Vor, während und nach der Pandemie (ist sie denn vorbei, nur, weil außer mir niemand mehr eine Maske trägt) erlitt ich große Schübe der Isolation. Ich wünschte mir während eines Lockdowns jemand Vertrautes, der in persona mit mir lebte, um das nicht allein überstehen zu müssen. Ich beneidete regelrechte die Freundinnen und Freunde in der alten Heimat, die verheiratet und auch bekindert, die es gemeinsam aussitzen konnten …
Vom Arbeitsmarkt bin ich offiziell verabschiedet. Viele Jobs, die ich hatte, machte ich gern und mit überdurchschnittlichem Eifer. Aber das reichte ja nicht. Entweder fehlten entsprechende Ausbildungen, also Titel, weswegen ich immer die Hilfskraft war. Oder Befristungen endeten und damit wieder mein Sozialraum Arbeit. Nett war dann, wenn ich von ehemaligen Festangestellten hörte, dass all meine Nachfolger in solchen Stellen komplett in der Pfeife zu rauchen gewesen waren …

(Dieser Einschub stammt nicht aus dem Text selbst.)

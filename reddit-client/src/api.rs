use crate::endpoints::RedditEndpoints;
use reqwest::{redirect, Client, Method, Response, StatusCode};
use scraper_core::{ConfigError, CoreError, RedditApiError, RedditPost};
use serde::Deserialize;
use std::time::Duration;
use tracing::{debug, error, info, warn};
use url::Url;

/// Largest page the listing endpoints will return.
pub const MAX_PAGE_SIZE: u32 = 100;

const REQUEST_TIMEOUT: Duration = Duration::from_secs(30);

#[derive(Debug, Clone, Deserialize)]
pub struct RedditListing<T> {
    pub kind: String,
    pub data: RedditListingData<T>,
}

#[derive(Debug, Clone, Deserialize)]
pub struct RedditListingData<T> {
    pub children: Vec<RedditListingChild<T>>,
    pub after: Option<String>,
    pub before: Option<String>,
    pub dist: Option<u32>,
}

#[derive(Debug, Clone, Deserialize)]
pub struct RedditListingChild<T> {
    pub kind: String,
    pub data: T,
}

#[derive(Debug, Clone, Deserialize)]
pub struct RedditPostData {
    pub id: String,
    pub title: String,
}

pub(crate) fn build_http_client(user_agent: &str) -> Result<Client, CoreError> {
    Client::builder()
        .user_agent(user_agent)
        .timeout(REQUEST_TIMEOUT)
        // Reddit answers unknown subreddits with a redirect to search.
        .redirect(redirect::Policy::none())
        .build()
        .map_err(CoreError::Network)
}

#[derive(Debug)]
pub struct RedditApiClient {
    http_client: Client,
    api_base: Url,
}

impl RedditApiClient {
    pub fn new(http_client: Client, endpoints: &RedditEndpoints) -> Result<Self, CoreError> {
        let api_base = Url::parse(&endpoints.api_base).map_err(|e| {
            CoreError::Config(ConfigError::InvalidValue {
                field: "api_base".to_string(),
                value: format!("{} ({})", endpoints.api_base, e),
            })
        })?;

        Ok(Self {
            http_client,
            api_base,
        })
    }

    pub async fn make_request(
        &self,
        method: Method,
        endpoint: &str,
        access_token: &str,
        query_params: Option<&[(&str, &str)]>,
    ) -> Result<Response, CoreError> {
        let url = self.api_base.join(endpoint).map_err(|e| CoreError::InvalidInput {
            message: format!("Invalid endpoint {}: {}", endpoint, e),
        })?;

        let mut request_builder = self
            .http_client
            .request(method.clone(), url)
            .bearer_auth(access_token);

        if let Some(params) = query_params {
            request_builder = request_builder.query(params);
        }

        info!("Making Reddit API request: {} {}", method, endpoint);
        let response = match request_builder.send().await {
            Ok(response) => response,
            Err(e) => {
                error!("Network error for {} {}: {}", method, endpoint, e);

                if e.is_timeout() {
                    return Err(CoreError::RedditApi(RedditApiError::RequestTimeout));
                }
                return Err(CoreError::Network(e));
            }
        };

        let status = response.status();
        if status.is_success() {
            debug!("Request successful: {} {}", status, endpoint);
            return Ok(response);
        }

        error!("Request failed with status: {} for {}", status, endpoint);
        Err(status_error(&response, endpoint))
    }

    /// Fetches one page of a subreddit's `new` listing.
    pub async fn get_newest_posts(
        &self,
        access_token: &str,
        subreddit: &str,
        limit: u32,
        after: Option<&str>,
    ) -> Result<RedditListing<RedditPostData>, CoreError> {
        let endpoint = format!("/r/{}/new", subreddit);
        let limit_str = limit.min(MAX_PAGE_SIZE).to_string();
        let mut params = vec![("limit", limit_str.as_str()), ("raw_json", "1")];
        if let Some(after_val) = after {
            params.push(("after", after_val));
        }

        let response = self
            .make_request(Method::GET, &endpoint, access_token, Some(params.as_slice()))
            .await
            .map_err(|e| match e {
                CoreError::NotFound { .. } => {
                    CoreError::RedditApi(RedditApiError::SubredditNotFound {
                        subreddit: subreddit.to_string(),
                    })
                }
                other => other,
            })?;

        let listing: RedditListing<RedditPostData> = response.json().await.map_err(|e| {
            error!("Failed to parse subreddit posts: {}", e);
            CoreError::RedditApi(RedditApiError::InvalidResponse {
                details: format!("Failed to parse posts for r/{}", subreddit),
            })
        })?;

        info!(
            "Retrieved {} posts from r/{}",
            listing.data.children.len(),
            subreddit
        );
        Ok(listing)
    }
}

fn status_error(response: &Response, endpoint: &str) -> CoreError {
    let status = response.status();
    match status {
        StatusCode::TOO_MANY_REQUESTS => {
            let retry_after = response
                .headers()
                .get("retry-after")
                .and_then(|value| value.to_str().ok())
                .and_then(|value| value.parse::<u64>().ok())
                .unwrap_or(60);
            warn!("Rate limited, retry after {} seconds", retry_after);
            CoreError::RedditApi(RedditApiError::RateLimitExceeded { retry_after })
        }
        StatusCode::UNAUTHORIZED => CoreError::RedditApi(RedditApiError::InvalidToken),
        StatusCode::FORBIDDEN => CoreError::RedditApi(RedditApiError::Forbidden {
            resource: endpoint.to_string(),
        }),
        StatusCode::NOT_FOUND => CoreError::NotFound {
            resource: endpoint.to_string(),
        },
        s if s.is_redirection() => CoreError::NotFound {
            resource: endpoint.to_string(),
        },
        s if s.is_server_error() => CoreError::RedditApi(RedditApiError::ServerError {
            status_code: s.as_u16(),
        }),
        s => CoreError::RedditApi(RedditApiError::InvalidResponse {
            details: format!("Unexpected status {} for {}", s, endpoint),
        }),
    }
}

impl From<RedditPostData> for RedditPost {
    fn from(post_data: RedditPostData) -> Self {
        Self {
            id: post_data.id,
            title: post_data.title,
        }
    }
}

#[cfg(test)]
mod tests {
    use super::*;

    #[test]
    fn test_reddit_post_conversion() {
        let post_data = RedditPostData {
            id: "test123".to_string(),
            title: "Test Post".to_string(),
        };

        let reddit_post: RedditPost = post_data.into();
        assert_eq!(reddit_post.id, "test123");
        assert_eq!(reddit_post.title, "Test Post");
    }

    #[test]
    fn test_post_data_ignores_unused_listing_fields() {
        let json = r#"{"id": "abc", "name": "t3_abc", "title": "Link", "url": "https://example.com", "is_self": false, "created_utc": 1700000000.0}"#;
        let post_data: RedditPostData = serde_json::from_str(json).unwrap();

        let reddit_post: RedditPost = post_data.into();
        assert_eq!(reddit_post.id, "abc");
        assert_eq!(reddit_post.title, "Link");
    }

    #[test]
    fn test_post_data_requires_a_title() {
        let json = r#"{"id": "abc", "name": "t3_abc"}"#;
        assert!(serde_json::from_str::<RedditPostData>(json).is_err());
    }

    #[test]
    fn test_rejects_invalid_api_base() {
        let endpoints = RedditEndpoints {
            api_base: "not a url".to_string(),
            ..RedditEndpoints::default()
        };
        let http = build_http_client("test-user-agent/1.0").unwrap();

        let result = RedditApiClient::new(http, &endpoints);
        assert!(matches!(
            result,
            Err(CoreError::Config(ConfigError::InvalidValue { .. }))
        ));
    }
}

Ich gönnte mir einige Semester an der Uni im „Studium im Alter“. Ur- Frühgeschichte des Menschen war mein Steckenpferd. Wie die Kelten in Europa all den Wald abholzten, um mit Holzkohle aus Eisenerz in den Hüttenöfen Stahl zu gewinnen für Schwerter und alles andere aus Metall. Metall. Der Werkstoff, mit dem ich umzugehen lernte, als ich jung, naiv, blauäugig und mit größter Klappe die Lehre zum Schlosser antrat. Noch bei den Eltern wohnend. In einem Kuhkaff.
Ein Kreis schließt sich. Und die Geschichte ist zu Ende? Nein. Jeder Tag schlägt ein neues Kapitel auf. Jede Woche bringt neue Anforderungen. Jeder Monat muss vorbereitet sein. Und die Jahre, die man hat, wollen gelebt werden. Überall gibt es neue Geschichten. Sie wollen erzählt werden und kommen ihren Weg hinaus. Von einem selbst weg. Finden sie Gehör, bekommen sie vielleicht Zustimmung. Andernfalls werden sie schlicht ignoriert.
Es gibt so viel mehr als die eine Singularität, die einen vermeintlich verschlingt.